WASHINGTON -- Worried about a shortage of qualified young advisor talent? Consider hiring younger staff, and then encouraging -- or even requiring -- junior associates to study and sit for the CFP exam and complete their experience requirements.

That was one of the takeaways from a new survey of recent graduates the CFP Board released Friday at its annual conference for registered educational programs.

In that poll, graduates of registered programs indicated that they were more likely to sit for the exam if their employers nudged them in that direction, rather than simply setting deadlines for their requisite licenses and then leaving them to build their business book.

"That employer support and that employer expectation is certainly a huge motivator," says Kristy Archuleta, an associate professor in Kansas State University's financial planning program who helped conduct the survey.

Survey respondents -- who included recent graduates who had attained CFP certification, those working toward the credential, and those who said they were planning to take the test in the future -- cited their employment picture as a primary reason for moving ahead with the process.


Such findings put pressure on firms to take a more active role in setting professional standards, says Charles Chaffin, the CFP Board's director of academic programs and initiatives.

Nearly two dozen firms attended this year's registered program conference -- the first time the board has broadened the event to include industry participants.
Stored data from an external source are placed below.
//! MsgPack codec using `rmp-serde` (serializer id 0, the native binary form).
//!
//! Structs are written with `to_vec_named` so that field order does not
//! matter between peers.
//!
//! # Example
//!
//! ```
//! use chatwire::codec::MsgPackCodec;
//! use serde::{Serialize, Deserialize};
//!
//! #[derive(Serialize, Deserialize, PartialEq, Debug)]
//! struct Login {
//!     username: String,
//!     password: String,
//! }
//!
//! let msg = Login { username: "zhangsan".to_string(), password: "123".to_string() };
//! let encoded = MsgPackCodec::encode(&msg).unwrap();
//! let decoded: Login = MsgPackCodec::decode(&encoded).unwrap();
//! assert_eq!(decoded, msg);
//! ```

use std::io::Cursor;

use crate::error::{ChatwireError, Result};

/// MessagePack payloads, serializer id 0.
pub struct MsgPackCodec;

impl MsgPackCodec {
    #[inline]
    pub fn encode<T: serde::Serialize>(value: &T) -> Result<Vec<u8>> {
        Ok(rmp_serde::to_vec_named(value)?)
    }

    /// The whole slice must be consumed; leftover bytes mean the frame length
    /// and the encoded value disagree.
    pub fn decode<T: serde::de::DeserializeOwned>(bytes: &[u8]) -> Result<T> {
        let mut cursor = Cursor::new(bytes);
        let value = rmp_serde::from_read(&mut cursor)?;
        let consumed = cursor.position() as usize;
        if consumed != bytes.len() {
            return Err(ChatwireError::Protocol(format!(
                "{} trailing bytes after MsgPack value",
                bytes.len() - consumed
            )));
        }
        Ok(value)
    }
}
//! Handler module - per-kind message routing.
//!
//! Provides:
//! - [`HandlerRegistry`] - maps message kinds to handlers
//! - [`ConnectionContext`] - lets handlers reply, forward and consult shared state
//!
//! The server's read loop awaits each handler before decoding the next
//! frame, so messages from one connection are handled in arrival order.
//!
//! # Example
//!
//! ```ignore
//! use chatwire::handler::HandlerRegistry;
//! use chatwire::message::{Message, MessageKind};
//!
//! let mut registry = HandlerRegistry::server();
//!
//! // Echo direct messages back to their sender
//! registry.register(MessageKind::ChatRequest, |message, ctx| async move {
//!     ctx.respond(&message).await
//! });
//! ```

mod chat;
mod context;
mod group;
mod registry;
mod rpc;
mod session;

pub use context::ConnectionContext;
pub use registry::{BoxFuture, FnHandler, Handler, HandlerRegistry, HandlerResult};
pub use session::on_disconnect;

/// Reason strings carried by failure and notification responses.
pub mod reasons {
    pub const LOGIN_SUCCEEDED: &str = "login succeeded";
    pub const LOGIN_FAILED: &str = "incorrect username or password";
    /// Direct message recipient has no bound connection.
    pub const TARGET_OFFLINE: &str = "target not found or offline";
    pub const GROUP_EXISTS: &str = "group already exists";
    pub const NO_SUCH_GROUP: &str = "group does not exist";
    /// Chat and membership requests need a bound identity.
    pub const NOT_LOGGED_IN: &str = "not logged in";

    /// Sent to members who were added to a new group.
    pub fn added_to_group(group: &str) -> String {
        format!("you were added to group {}", group)
    }
}
//! RPC module - correlating asynchronous responses with waiting callers.
//!
//! Provides:
//! - [`CallIdGenerator`] - unique, non-zero call ids
//! - [`MethodInvocation`] - builder for the call description
//! - [`PendingCalls`] / [`CallHandle`] - in-flight table and its waiters
//! - [`RpcCaller`] - register, send, wait with a deadline
//! - [`ServiceTable`] - server side dispatch to [`RpcService`]s

mod call_id;
mod caller;
mod invocation;
mod pending;
mod service;

pub use call_id::CallIdGenerator;
pub use caller::RpcCaller;
pub use invocation::MethodInvocation;
pub use pending::{CallHandle, CallOutcome, PendingCalls};
pub use service::{HelloService, HelloServiceClient, InvokeError, RpcService, ServiceTable};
And Chaffin says he has been hearing from firms about the imbalance of supply and demand in advisor talent.

Although college and university faculty members do have a role to play in encouraging students to take the exam, Chaffin points to the survey's finding that today's college students -- unsurprisingly -- have their employment prospects very much in mind as they weigh their options at the bachelor's degree level.


The poll is the latest CFP Board effort to address issues contributing to the leaky pipeline of students who start out in planning programs but don't follow through to take the exam or complete the credential's experience requirement.

Last year, the board reported that more than two-thirds of the recent graduates of registered planning programs hadn't taken the CFP exam. Some had gone on to careers in fields other than finance; others were working in the industry, but in positions where they didn't feel compelled to acquire the certification -- selling stocks or insurance, for instance.

Elevating the CFP certification as a mark of professional pedigree, and presumably a ticket for career advancement, could not only set in students' mind the value of the credential, but could also drive enrollment in fledgling collegiate financial planning programs.

"Even not saying that it's required, but saying that it's preferred, that changes everything," Chaffin says. "It creates an incredible ripple effect on our campuses. And the supply will come when the demand is explicitly articulated."